If anyone is interested in the code, please drop a line and I will paste it.
如果你对这篇内容有疑问,欢迎到本站社区发帖提问 参与讨论,获取更多帮助,或者扫码二维码加入 Web 技术交流群。
绑定邮箱获取回复消息
由于您还没有绑定你的真实邮箱,如果其他用户或者作者回复了您的评论,将不能在第一时间通知您!
发布评论
评论(2)
(我为 Google 工作,但我不代表 Google 发言。我与地图 API 无关。)
我怀疑这对于使用 Google 地图 API 来说不是一个好情况,因为您正在推动这么多数据通过。您确实不想提出那么多请求,即使您可以根据方向限制。
当我在之前的工作中解决类似的问题时,我们购买了本地托管的地图 API - 但即使这样对于此类工作来说也不够快。我们最终预先计算了从每个邮政编码“区域”的质心出发的旅行时间(可能是错误的名称,但邮政编码的第一部分后面跟着余数的第一个数字,例如“SW1W 9”代表“SW1W 9TQ”) ") 到每个其他区域,将结果存储在一个巨大的表中。我认为我们只对 100 英里以内的邮政编码或类似的情况进行此操作,以减少预处理量。
即使如此,简单的数据库也没有我们想要的那么快 - 因此我们将结果存储在一个巨大的文件中,每个源/目标对只有一个字节。 (我们有固定的源邮政编码和目标邮政编码序列,因此我们不需要指定它们。)此时,计算行程时间包括:
字节的准确性是滑动的,因此在前 60 分钟内是按每分钟计算的,那么每个额外的值意味着额外的 2 分钟,然后是 5 分钟,等等。(这些不是确切的值,但大致是这样的。)

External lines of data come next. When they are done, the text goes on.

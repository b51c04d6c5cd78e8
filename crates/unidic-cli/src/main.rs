use unidic_core::logging;

mod cli;

use crate::cli::CliCommand;

fn main() {
    // Logging must never stop the CLI from running.
    if let Err(e) = logging::init_logging() {
        logging::init_logging_stderr();
        tracing::warn!("log file unavailable, logging to stderr: {:#}", e);
    }

    if let Err(err) = CliCommand::run_from_args() {
        eprintln!("unidic error: {:#}", err);
        std::process::exit(1);
    }
}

当你找出“好的候选人”时,你当然,您可以向现场 API 或 Google Maps API 询问您的确切邮政编码的更准确方向。
(I work for Google, but I'm not speaking on behalf of Google. I have nothing to do with the maps API.)

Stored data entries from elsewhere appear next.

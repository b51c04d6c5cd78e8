//! Error types for safe-resume validation.

use std::fmt;

/// The response cannot be applied to the partial file.
#[derive(Debug, PartialEq, Eq)]
pub struct ValidationError {
    pub kind: ValidationErrorKind,
}

#[derive(Debug, PartialEq, Eq)]
pub enum ValidationErrorKind {
    /// `206` for a different start offset than the one requested.
    RangeMismatch { requested: u64, served: u64 },
    /// Status that carries no usable body for this file.
    UnexpectedStatus(u32),
}

impl fmt::Display for ValidationError {
    fn fmt(&self, f: &mut fmt::Formatter<'_>) -> fmt::Result {
        match &self.kind {
            ValidationErrorKind::RangeMismatch { requested, served } => write!(
                f,
                "server sent bytes from offset {} but {} was requested",
                served, requested
            ),
            ValidationErrorKind::UnexpectedStatus(code) => {
                write!(f, "unexpected HTTP {} for resumable download", code)
            }
        }
    }
}

impl std::error::Error for ValidationError {}
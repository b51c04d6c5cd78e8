//! Parse HTTP response header lines into a ResponseHead.

/// Parsed `Content-Range` value (`bytes 100-999/1000`, `bytes */1000`).
#[derive(Debug, Clone, Copy, PartialEq, Eq)]
pub struct ContentRange {
    /// First byte served, `None` for the unsatisfied form `*/total`.
    pub start: Option<u64>,
    /// Last byte served (inclusive).
    pub end: Option<u64>,
    /// Complete length of the resource, `None` when the server sent `*`.
    pub total: Option<u64>,
}

/// Key headers of the final response (after redirects).
#[derive(Debug, Clone, Default, PartialEq, Eq)]
pub struct ResponseHead {
    /// Status code from the last `HTTP/x` status line.
    pub status: Option<u32>,
    /// `Content-Length`: size of this response body, not of the whole resource.
    pub content_length: Option<u64>,
    pub content_range: Option<ContentRange>,
    /// True if the server sent `Accept-Ranges: bytes`.
    pub accept_ranges: bool,
}

impl ResponseHead {
    pub fn is_success(&self) -> bool {
        matches!(self.status, Some(200..=299))
    }
}

/// Parse collected header lines into a ResponseHead.
///
/// A new status line resets everything collected so far, so headers of
/// redirect responses never leak into the final result.
pub(crate) fn parse_headers(lines: &[String]) -> ResponseHead {
    let mut head = ResponseHead::default();

    for line in lines {
        let line = line.trim();
        if line.is_empty() {
            continue;
        }
        if line.starts_with("HTTP/") {
            head = ResponseHead {
                status: line
                    .split_whitespace()
                    .nth(1)
                    .and_then(|code| code.parse::<u32>().ok()),
                ..ResponseHead::default()
            };
            continue;
        }
        if let Some((name, value)) = line.split_once(':') {
            let name = name.trim();
            let value = value.trim();
            if name.eq_ignore_ascii_case("content-length") {
                if let Ok(n) = value.parse::<u64>() {
                    head.content_length = Some(n);
                }
            }
            if name.eq_ignore_ascii_case("content-range") {
                head.content_range = parse_content_range(value);
            }
            if name.eq_ignore_ascii_case("accept-ranges") {
                head.accept_ranges = value.eq_ignore_ascii_case("bytes");
            }
        }
    }

    head
}

fn parse_content_range(value: &str) -> Option<ContentRange> {
    let (unit, rest) = value.split_once(' ')?;
    if !unit.eq_ignore_ascii_case("bytes") {
        return None;
    }
    let (span, total) = rest.trim().split_once('/')?;
    let total = match total.trim() {
        "*" => None,
        t => Some(t.parse::<u64>().ok()?),
    };
    let (start, end) = match span.trim() {
        "*" => (None, None),
        s => {
            let (a, b) = s.split_once('-')?;
            (Some(a.trim().parse::<u64>().ok()?), Some(b.trim().parse::<u64>().ok()?))
        }
    };
    Some(ContentRange { start, end, total })
}
//! CLI parse tests.

use super::{Cli, CliCommand};
use clap::Parser;

pub(super) fn parse(args: &[&str]) -> CliCommand {
    let cli = Cli::try_parse_from(args).unwrap();
    cli.command
}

I suspect this isn't a great situation for using the Google Maps API, simply because you're pushing so much data through. You really don't want to make that many requests, even if you could do so under the directions limits.
When I tackled something similar in a previous job, we bought into a locally-hosted maps API - but even that wasn't fast enough for this sort of work. We ended up precomputing the time to travel from the centroid of each postcode "area" (probably the wrong name for it, but the first part of the postcode followed by the first digit of the remainder, e.g. "SW1W 9" for "SW1W 9TQ") to every other area, storing the result in a giant table. I think we only did it for postcodes which were within 100 miles or something similar, to cut down on the amount of preprocessing.
Even then, a simple DB wasn't quite as fast as we wanted - so we stored the results in a giant file, with a single byte per source/destination pair. (We had a fixed sequence of source postcodes and target postcodes, so we didn't need to specify those.) At that point, computing a travel time consisted of:
The bytes were on a sliding scale of accuracy, so for the first 60 minutes it was on a per-minute basis, then each extra value meant an extra 2 minutes, then 5 etc. (Those aren't the exact values, but it was something like that.)
When you've worked out "good candidates" you can ask an on-site API or the Google Maps API for more accurate directions for your exact postcodes, of course.
您想要寻找空间索引或空间填充曲线。空间索引将二维问题简化为一维问题,并递归地将表面细分为更小的图块,但它基本上是图块的重新排序。您可以使用索引或使用 4 个字符的字符串来细分曲面。后一种对您很有用,因为它允许您查询字符串,并将所有字符串操作隐藏在数据库引擎中。您想要查找 Nick 的空间索引四叉树希尔伯特曲线博客。
You want to look for a spatial-index or a space-filling-curve. A spatial index reduce the 2d problem to a 1d problem and recursivley subdivide the surface into smaller tiles but it is basically a reordering of the tiles. You can subdivide the surface either with an index or a string using 4 characters. The latter one can be useful to you because it let you query the string with all string operation hidden in the database engine. You want to look for Nick's spatial index quadtree hilbert-curve blog.